This is more of a comment on things I did outside of the classroom rather than in, but it was something that my wife and I made a focused effort to do during the second semester.
The idea was simple: buck the routine of the house (and classroom) during the week with something specific that didn't involve work. Make dinner with friends. Go for a walk to somewhere new in the neighborhood. Watch a movie. Work on a fun side project.
These scheduled, specific plans meant I had a reason to leave my classroom and end planning earlier than the usual, which often pushed well past 5:00 PM. If there was a need to do more before the next day, I'd take a look at it before going to bed. I took the time to ask myself whether the work left unfinished was actually going to make the learning better the next day. Sometimes it was, often it was not.

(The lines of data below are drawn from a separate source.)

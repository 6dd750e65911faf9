//! Line-oriented writer used by every handler.
//!
//! A [`LineWriter`] turns one message into one line: an optional prefix,
//! a timestamp header selected by [`Flags`], the caller location, the
//! message itself and a single line terminator.

use std::fmt;
use std::io::Write;
use std::panic::Location;

use bitflags::bitflags;
use time::OffsetDateTime;
use time::macros::format_description;

use crate::{Error, Result};

bitflags! {
    /// Header options for a [`LineWriter`].
    #[derive(Debug, Clone, Copy, PartialEq, Eq, Default, Hash)]
    pub struct Flags: u32 {
        /// Local date, `2009/01/23`.
        const DATE = 1 << 0;
        /// Local time, `01:23:23`.
        const TIME = 1 << 1;
        /// Microsecond resolution, `01:23:23.123123`. Implies `TIME`.
        const MICROSECONDS = 1 << 2;
        /// Full caller path and line number.
        const LONG_FILE = 1 << 3;
        /// Final path component and line number. Overrides `LONG_FILE`.
        const SHORT_FILE = 1 << 4;
        /// Use UTC rather than the local offset.
        const UTC = 1 << 5;
        /// Move the prefix from the start of the line to just before the message.
        const MSG_PREFIX = 1 << 6;
        /// Initial values for a standard writer.
        const STD = Self::DATE.bits() | Self::TIME.bits();
    }
}

/// Writes formatted lines to a swappable destination.
pub struct LineWriter {
    out: Option<Box<dyn Write + Send>>,
    prefix: String,
    flags: Flags,
}

impl LineWriter {
    pub fn new(out: Box<dyn Write + Send>, prefix: impl Into<String>, flags: Flags) -> Self {
        Self {
            out: Some(out),
            prefix: prefix.into(),
            flags,
        }
    }

    /// Replace the destination, returning the previous one.
    pub fn set_output(&mut self, out: Box<dyn Write + Send>) -> Option<Box<dyn Write + Send>> {
        self.out.replace(out)
    }

    /// Detach the destination. Later writes fail with [`Error::Closed`].
    pub fn take_output(&mut self) -> Option<Box<dyn Write + Send>> {
        self.out.take()
    }

    pub fn has_output(&self) -> bool {
        self.out.is_some()
    }

    pub fn flags(&self) -> Flags {
        self.flags
    }

    pub fn set_flags(&mut self, flags: Flags) {
        self.flags = flags;
    }

    pub fn prefix(&self) -> &str {
        &self.prefix
    }

    pub fn set_prefix(&mut self, prefix: impl Into<String>) {
        self.prefix = prefix.into();
    }

    /// Render one complete line, terminator included.
    pub fn format_line(
        &self,
        now: OffsetDateTime,
        caller: Option<&Location<'_>>,
        msg: &str,
    ) -> Result<String> {
        let mut line = String::with_capacity(self.prefix.len() + msg.len() + 48);
        if !self.flags.contains(Flags::MSG_PREFIX) {
            line.push_str(&self.prefix);
        }

        let now = if self.flags.contains(Flags::UTC) {
            now.to_offset(time::UtcOffset::UTC)
        } else {
            now
        };
        if self.flags.contains(Flags::DATE) {
            line.push_str(&now.format(format_description!("[year]/[month]/[day]"))?);
            line.push(' ');
        }
        if self.flags.intersects(Flags::TIME | Flags::MICROSECONDS) {
            line.push_str(&now.format(format_description!("[hour]:[minute]:[second]"))?);
            if self.flags.contains(Flags::MICROSECONDS) {
                line.push('.');
                line.push_str(&now.format(format_description!("[subsecond digits:6]"))?);
            }
            line.push(' ');
        }

        if let Some(caller) = caller
            && self.flags.intersects(Flags::SHORT_FILE | Flags::LONG_FILE)
        {
            let file = if self.flags.contains(Flags::SHORT_FILE) {
                short_file(caller.file())
            } else {
                caller.file()
            };
            line.push_str(&format!("{}:{}: ", file, caller.line()));
        }

        if self.flags.contains(Flags::MSG_PREFIX) {
            line.push_str(&self.prefix);
        }
        line.push_str(msg);
        if !msg.ends_with('\n') {
            line.push('\n');
        }
        Ok(line)
    }

    /// Format `msg` and emit it with a single write.
    pub fn write_line(&mut self, caller: Option<&Location<'_>>, msg: &str) -> Result<()> {
        if self.out.is_none() {
            return Err(Error::Closed);
        }
        let line = self.format_line(now(), caller, msg)?;
        let out = self.out.as_mut().ok_or(Error::Closed)?;
        out.write_all(line.as_bytes())?;
        out.flush()?;
        Ok(())
    }

    pub fn flush(&mut self) -> Result<()> {
        match self.out.as_mut() {
            Some(out) => Ok(out.flush()?),
            None => Ok(()),
        }
    }
}

impl fmt::Debug for LineWriter {
    fn fmt(&self, f: &mut fmt::Formatter<'_>) -> fmt::Result {
        f.debug_struct("LineWriter")
            .field("prefix", &self.prefix)
            .field("flags", &self.flags)
            .field("open", &self.out.is_some())
            .finish()
    }
}

/// Current time with the local offset, or UTC when the offset is unknown.
pub(crate) fn now() -> OffsetDateTime {
    OffsetDateTime::now_local().unwrap_or_else(|_| OffsetDateTime::now_utc())
}

fn short_file(path: &str) -> &str {
    path.rsplit(['/', '\\']).next().unwrap_or(path)
}

#[cfg(test)]
mod tests {
    use super::*;
    use std::sync::{Arc, Mutex};
    use time::macros::datetime;

    #[derive(Clone, Default)]
    struct Buffer(Arc<Mutex<Vec<u8>>>);

    impl Write for Buffer {
        fn write(&mut self, buf: &[u8]) -> std::io::Result<usize> {
            self.0.lock().unwrap().write(buf)
        }

        fn flush(&mut self) -> std::io::Result<()> {
            Ok(())
        }
    }

    impl Buffer {
        fn contents(&self) -> String {
            String::from_utf8(self.0.lock().unwrap().clone()).unwrap()
        }
    }

    #[test]
    fn test_format_line_std_flags() {
        let writer = LineWriter::new(Box::new(std::io::sink()), "", Flags::STD);
        let line = writer
            .format_line(datetime!(2024-03-05 07:08:09.123456 UTC), None, "hello")
            .unwrap();
        assert_eq!(line, "2024/03/05 07:08:09 hello\n");
    }

    #[test]
    fn test_format_line_microseconds_and_prefix() {
        let writer = LineWriter::new(
            Box::new(std::io::sink()),
            "[app] ",
            Flags::DATE | Flags::MICROSECONDS,
        );
        let line = writer
            .format_line(datetime!(2024-03-05 07:08:09.123456 UTC), None, "hello\n")
            .unwrap();
        assert_eq!(line, "[app] 2024/03/05 07:08:09.123456 hello\n");
    }

    #[test]
    fn test_format_line_msg_prefix_and_short_file() {
        let writer = LineWriter::new(
            Box::new(std::io::sink()),
            "P: ",
            Flags::SHORT_FILE | Flags::MSG_PREFIX,
        );
        let caller = Location::caller();
        let line = writer
            .format_line(datetime!(2024-03-05 07:08:09 UTC), Some(caller), "x")
            .unwrap();
        assert_eq!(line, format!("line.rs:{}: P: x\n", caller.line()));
    }

    #[test]
    fn test_format_line_long_file() {
        let writer = LineWriter::new(Box::new(std::io::sink()), "", Flags::LONG_FILE);
        let caller = Location::caller();
        let line = writer
            .format_line(datetime!(2024-03-05 07:08:09 UTC), Some(caller), "x")
            .unwrap();
        assert!(line.starts_with(caller.file()));
    }

    #[test]
    fn test_format_line_utc_conversion() {
        let writer = LineWriter::new(Box::new(std::io::sink()), "", Flags::TIME | Flags::UTC);
        let line = writer
            .format_line(datetime!(2024-03-05 07:08:09 +02:00), None, "x")
            .unwrap();
        assert_eq!(line, "05:08:09 x\n");
    }

    #[test]
    fn test_write_line_and_take_output() {
        let buffer = Buffer::default();
        let mut writer = LineWriter::new(Box::new(buffer.clone()), "", Flags::empty());
        writer.write_line(None, "one").unwrap();
        writer.write_line(None, "two").unwrap();
        assert_eq!(buffer.contents(), "one\ntwo\n");

        assert!(writer.take_output().is_some());
        assert!(!writer.has_output());
        assert!(matches!(writer.write_line(None, "three"), Err(Error::Closed)));
        assert!(writer.flush().is_ok());
    }

    #[test]
    fn test_flags_bits() {
        let flags = Flags::DATE | Flags::SHORT_FILE;
        assert!(flags.contains(Flags::DATE));
        assert!(!flags.contains(Flags::TIME));
        assert!(flags.intersects(Flags::TIME | Flags::DATE));
        assert_eq!(Flags::from_bits_truncate(flags.bits()), flags);
        assert_eq!(Flags::from_bits_truncate(0xffff_ffff).bits(), 0x7f);
        assert_eq!(Flags::STD, Flags::DATE | Flags::TIME);
        assert!(Flags::default().is_empty());
    }

    #[test]
    fn test_short_file() {
        assert_eq!(short_file("src/handler.rs"), "handler.rs");
        assert_eq!(short_file("C:\\src\\handler.rs"), "handler.rs");
        assert_eq!(short_file("main.rs"), "main.rs");
    }
}
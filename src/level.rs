use std::fmt;
use std::str::FromStr;

use serde::{Deserialize, Deserializer, de};

use crate::Error;

/// Severity of a log record, ordered from least to most severe.
#[derive(Debug, Clone, Copy, PartialEq, Eq, PartialOrd, Ord, Hash, Default)]
#[repr(u8)]
pub enum Level {
    #[default]
    Debug = 0,
    Info = 1,
    Warn = 2,
    Error = 3,
    /// Records the line, then the dispatcher raises a [`Fault`](crate::Fault).
    Panic = 4,
    /// Records the line, then the dispatcher terminates the process.
    Fatal = 5,
}

impl Level {
    /// All levels, least severe first.
    pub const ALL: [Level; 6] = [
        Level::Debug,
        Level::Info,
        Level::Warn,
        Level::Error,
        Level::Panic,
        Level::Fatal,
    ];

    /// Lowercase tag written in front of every record.
    pub fn as_str(&self) -> &'static str {
        match self {
            Self::Debug => "debug",
            Self::Info => "info",
            Self::Warn => "warn",
            Self::Error => "error",
            Self::Panic => "panic",
            Self::Fatal => "fatal",
        }
    }

    pub(crate) fn from_u8(value: u8) -> Option<Self> {
        Self::ALL.get(value as usize).copied()
    }
}

impl fmt::Display for Level {
    fn fmt(&self, f: &mut fmt::Formatter<'_>) -> fmt::Result {
        f.write_str(self.as_str())
    }
}

impl FromStr for Level {
    type Err = Error;

    fn from_str(s: &str) -> Result<Self, Self::Err> {
        Self::ALL
            .iter()
            .find(|level| level.as_str().eq_ignore_ascii_case(s.trim()))
            .copied()
            .ok_or_else(|| Error::Config(format!("unknown level: {}", s)))
    }
}

/// Level value that can be the legacy number or a name.
#[derive(Deserialize)]
#[serde(untagged)]
enum LevelValue {
    Number(i64),
    Name(String),
}

impl<'de> Deserialize<'de> for Level {
    fn deserialize<D>(deserializer: D) -> Result<Self, D::Error>
    where
        D: Deserializer<'de>,
    {
        match LevelValue::deserialize(deserializer)? {
            LevelValue::Number(n) => u8::try_from(n)
                .ok()
                .and_then(Level::from_u8)
                .ok_or_else(|| de::Error::custom(format!("unknown level: {}", n))),
            LevelValue::Name(name) => name.parse().map_err(de::Error::custom),
        }
    }
}
//! Asynchronous batch processing strategy
//!
//! ```text
//! AsyncProcessingStrategy
//!     ├── BatchConfig (batch_size, max_concurrent_batches)
//!     ├── AsyncReader (batch CSV reading)
//!     └── BatchProcessor (customer partitioning + blocking pool)
//!         └── CommandEngine → TransactionService → LedgerStore
//! ```
//!
//! Batches are processed one after another, so a customer's commands keep
//! their file order even when they span batches. Within a batch, customers
//! run in parallel.

use crate::config::EngineConfig;
use crate::core::{BatchProcessor, CommandEngine};
use crate::io::async_reader::AsyncReader;
use crate::io::csv_format::write_accounts_csv;
use crate::strategy::ProcessingStrategy;
use std::io::Write;
use std::path::Path;

/// Configuration for batch processing
#[derive(Clone, Debug)]
pub struct BatchConfig {
    /// Number of commands per batch
    pub batch_size: usize,
    /// Runtime worker threads and the cap on customer partitions replayed at once
    pub max_concurrent_batches: usize,
}

impl Default for BatchConfig {
    fn default() -> Self {
        Self {
            batch_size: 1000,
            max_concurrent_batches: num_cpus::get(),
        }
    }
}

impl BatchConfig {
    /// Create a new BatchConfig, falling back to defaults for zero values
    pub fn new(batch_size: usize, max_concurrent_batches: usize) -> Self {
        let default = Self::default();

        let batch_size = if batch_size == 0 {
            tracing::warn!(
                batch_size,
                default = default.batch_size,
                "Invalid batch_size, using default"
            );
            default.batch_size
        } else {
            batch_size
        };

        let max_concurrent_batches = if max_concurrent_batches == 0 {
            tracing::warn!(
                max_concurrent_batches,
                default = default.max_concurrent_batches,
                "Invalid max_concurrent_batches, using default"
            );
            default.max_concurrent_batches
        } else {
            max_concurrent_batches
        };

        Self {
            batch_size,
            max_concurrent_batches,
        }
    }
}

/// Asynchronous batch processing strategy
#[derive(Debug, Clone)]
pub struct AsyncProcessingStrategy {
    config: BatchConfig,
    engine_config: EngineConfig,
}

impl AsyncProcessingStrategy {
    pub fn new(config: BatchConfig, engine_config: EngineConfig) -> Self {
        Self {
            config,
            engine_config,
        }
    }
}

impl ProcessingStrategy for AsyncProcessingStrategy {
    /// Replay commands batch by batch on a multi-threaded runtime
    ///
    /// 1. Builds a tokio runtime with the configured worker threads
    /// 2. Reads commands in batches with AsyncReader
    /// 3. Replays each batch, waiting for it before reading the next
    /// 4. Writes the final account states
    fn process(&self, input_path: &Path, output: &mut dyn Write) -> Result<(), String> {
        let runtime = tokio::runtime::Builder::new_multi_thread()
            .worker_threads(self.config.max_concurrent_batches)
            .build()
            .map_err(|e| format!("Failed to create tokio runtime: {}", e))?;

        runtime.block_on(async {
            let engine = CommandEngine::new(self.engine_config.clone());
            let processor = BatchProcessor::new(engine.clone(), self.config.max_concurrent_batches);

            let file = tokio::fs::File::open(input_path)
                .await
                .map_err(|e| format!("Failed to open file '{}': {}", input_path.display(), e))?;
            let compat_file = tokio_util::compat::TokioAsyncReadCompatExt::compat(file);
            let mut reader = AsyncReader::new(compat_file);

            loop {
                let batch = reader.read_batch(self.config.batch_size).await;
                if batch.is_empty() {
                    break;
                }

                let results = processor.process_batch(batch).await;
                let rejected = results.iter().filter(|r| r.result.is_err()).count();
                tracing::debug!(commands = results.len(), rejected, "Batch replayed");
            }

            let accounts = engine
                .accounts()
                .map_err(|e| format!("Failed to collect accounts: {}", e))?;
            write_accounts_csv(&accounts, output)?;

            Ok(())
        })
    }
}
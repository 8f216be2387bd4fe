//! Batch processing with customer-based partitioning
//!
//! The `BatchProcessor` partitions a batch of replay commands by customer so
//! commands for different customers run concurrently while each customer's
//! commands keep their file order.
//!
//! ```text
//! BatchProcessor
//!     └── CommandEngine  (shared, cheap to clone)
//!             └── Arc<TransactionService>
//! ```
//!
//! Commands block on ledger locks, so each partition runs on tokio's blocking
//! pool rather than on an async worker. A semaphore caps how many partitions
//! replay at once.
//!
//! Commands for different customers may interleave in any order. Anything
//! that depends on bank-wide state (loan disbursements against usable funds)
//! can therefore resolve differently from a sequential replay.

use std::collections::HashMap;
use std::sync::Arc;

use tokio::sync::Semaphore;

use super::engine::CommandEngine;
use crate::types::{CommandRecord, CustomerId, LedgerError};

/// Outcome of replaying a single command
#[derive(Debug, Clone)]
pub struct ProcessingResult {
    pub record: CommandRecord,
    pub result: Result<(), LedgerError>,
}

/// Batch processor with customer-based partitioning
#[derive(Clone)]
pub struct BatchProcessor {
    engine: CommandEngine,
    workers: Arc<Semaphore>,
}

impl BatchProcessor {
    /// `max_workers` partitions replay at once; zero is treated as one
    pub fn new(engine: CommandEngine, max_workers: usize) -> Self {
        Self {
            engine,
            workers: Arc::new(Semaphore::new(max_workers.max(1))),
        }
    }

    /// Partition a batch of commands by customer
    ///
    /// # Guarantees
    ///
    /// - Each command appears in exactly one sub-batch
    /// - Commands for each customer keep their original order
    pub fn partition_by_customer(
        &self,
        batch: Vec<CommandRecord>,
    ) -> HashMap<CustomerId, Vec<CommandRecord>> {
        let mut customer_batches: HashMap<CustomerId, Vec<CommandRecord>> = HashMap::new();

        for record in batch {
            customer_batches
                .entry(record.customer)
                .or_default()
                .push(record);
        }

        customer_batches
    }

    /// Replay one customer's commands in order
    ///
    /// Failures are logged and captured in the results; they never stop the
    /// remaining commands.
    pub fn process_customer_commands(&self, commands: Vec<CommandRecord>) -> Vec<ProcessingResult> {
        commands
            .into_iter()
            .map(|record| {
                let result = self.engine.process(&record);
                if let Err(e) = &result {
                    tracing::warn!(
                        command = %record.kind,
                        customer = record.customer,
                        error = %e,
                        "Command rejected"
                    );
                }
                ProcessingResult { record, result }
            })
            .collect()
    }

    /// Replay a batch with customer-based partitioning
    ///
    /// 1. Partitions the batch by customer
    /// 2. Runs each partition on the blocking pool, `max_workers` at a time
    /// 3. Waits for every partition and collects the results
    ///
    /// Results are grouped by customer; the order across customers is
    /// unspecified.
    pub async fn process_batch(&self, batch: Vec<CommandRecord>) -> Vec<ProcessingResult> {
        let jobs = self
            .partition_by_customer(batch)
            .into_values()
            .map(|commands| {
                let processor = self.clone();
                move || processor.process_customer_commands(commands)
            })
            .collect::<Vec<_>>();

        self.run_limited(jobs).await.into_iter().flatten().collect()
    }

    /// Run blocking jobs with at most `max_workers` in flight
    async fn run_limited<T, F>(&self, jobs: Vec<F>) -> Vec<T>
    where
        F: FnOnce() -> T + Send + 'static,
        T: Send + 'static,
    {
        let mut tasks = Vec::with_capacity(jobs.len());
        for job in jobs {
            // Never closed, so acquisition cannot fail
            let permit = Arc::clone(&self.workers).acquire_owned().await.ok();
            tasks.push(tokio::task::spawn_blocking(move || {
                let _permit = permit;
                job()
            }));
        }

        let mut results = Vec::with_capacity(tasks.len());
        for task in tasks {
            match task.await {
                Ok(output) => results.push(output),
                Err(e) => tracing::error!(error = %e, "Replay task panicked"),
            }
        }

        results
    }
}

#[cfg(test)]
mod tests {
    use super::*;
    use crate::config::EngineConfig;
    use crate::types::CommandKind;
    use rstest::{fixture, rstest};
    use rust_decimal::Decimal;
    use std::sync::atomic::{AtomicUsize, Ordering};
    use std::time::Duration;

    #[fixture]
    fn processor() -> BatchProcessor {
        BatchProcessor::new(CommandEngine::new(EngineConfig::default()), 4)
    }

    fn deposit(customer: CustomerId, amount: i64) -> CommandRecord {
        CommandRecord::new(CommandKind::Deposit, customer).with_amount(Decimal::new(amount, 0))
    }

    fn open(customer: CustomerId) -> CommandRecord {
        CommandRecord::new(CommandKind::Open, customer)
    }

    #[rstest]
    fn test_partition_by_customer_empty_batch(processor: BatchProcessor) {
        assert!(processor.partition_by_customer(vec![]).is_empty());
    }

    #[rstest]
    fn test_partition_by_customer_keeps_order(processor: BatchProcessor) {
        let batch = vec![
            open(1),
            open(2),
            deposit(1, 10),
            deposit(3, 5),
            deposit(2, 20),
            deposit(1, 30),
        ];

        let partitioned = processor.partition_by_customer(batch);

        assert_eq!(partitioned.len(), 3);
        let customer1: Vec<_> = partitioned[&1]
            .iter()
            .map(|r| (r.kind, r.amount))
            .collect();
        assert_eq!(
            customer1,
            vec![
                (CommandKind::Open, None),
                (CommandKind::Deposit, Some(Decimal::new(10, 0))),
                (CommandKind::Deposit, Some(Decimal::new(30, 0))),
            ]
        );
        assert_eq!(partitioned[&2].len(), 2);
        assert_eq!(partitioned[&3].len(), 1);
    }

    #[rstest]
    fn test_process_customer_commands_continues_after_failure(processor: BatchProcessor) {
        let results = processor.process_customer_commands(vec![deposit(1, 10), open(1), deposit(1, 10)]);

        assert_eq!(results.len(), 3);
        assert_eq!(
            results[0].result,
            Err(LedgerError::NoActiveAccount { customer: 1 })
        );
        assert!(results[1].result.is_ok());
        assert!(results[2].result.is_ok());
    }

    #[rstest]
    #[tokio::test(flavor = "multi_thread", worker_threads = 4)]
    async fn test_process_batch_runs_every_customer(processor: BatchProcessor) {
        let mut batch = Vec::new();
        for customer in 1..=8 {
            batch.push(open(customer));
        }
        for round in 1..=5 {
            for customer in 1..=8 {
                batch.push(deposit(customer, round));
            }
        }

        let results = processor.process_batch(batch).await;

        assert_eq!(results.len(), 48);
        assert!(results.iter().all(|r| r.result.is_ok()));

        let accounts = processor.engine.accounts().unwrap();
        assert_eq!(accounts.len(), 8);
        assert!(accounts
            .iter()
            .all(|account| account.balance == Decimal::new(15, 0)));
    }

    #[rstest]
    #[case::single_worker(1)]
    #[case::two_workers(2)]
    #[tokio::test(flavor = "multi_thread", worker_threads = 4)]
    async fn test_run_limited_caps_parallel_jobs(#[case] max_workers: usize) {
        let processor = BatchProcessor::new(CommandEngine::new(EngineConfig::default()), max_workers);
        let running = Arc::new(AtomicUsize::new(0));
        let peak = Arc::new(AtomicUsize::new(0));

        let jobs: Vec<_> = (0..8)
            .map(|job| {
                let running = Arc::clone(&running);
                let peak = Arc::clone(&peak);
                move || {
                    let now = running.fetch_add(1, Ordering::SeqCst) + 1;
                    peak.fetch_max(now, Ordering::SeqCst);
                    std::thread::sleep(Duration::from_millis(50));
                    running.fetch_sub(1, Ordering::SeqCst);
                    job
                }
            })
            .collect();

        let mut finished = processor.run_limited(jobs).await;
        finished.sort_unstable();

        assert_eq!(finished, (0..8).collect::<Vec<_>>());
        assert!(peak.load(Ordering::SeqCst) <= max_workers);
    }
}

I realize now that Parkinson's Law is notoriously problematic for perfectionists like me:
From Wikipedia, the free encyclopedia:
Parkinson's law is the adage that "work expands so as to fill the time available for its completion....
There is always more tweaking that can be done. The law of diminishing returns (and importance) is a major reason not to do so, particularly in light of the restorative energy that comes from spending time with good people.
These reasons for wrapping up work and being more efficient also made a big difference in my use of planning time throughout the day. I prioritized much more effectively knowing that I had a limited time to complete planning for the next day.
One important comment here: specificity was crucial. I couldn't just say I wanted to finish early to have more free time at home. It made a big difference to be able to picture the end goal of these time limitations. The goal is having a specific activity to look forward to rather than just a negative space formed by the absence of work.
I will be deliberate about continuing this throughout the coming year. This is too important.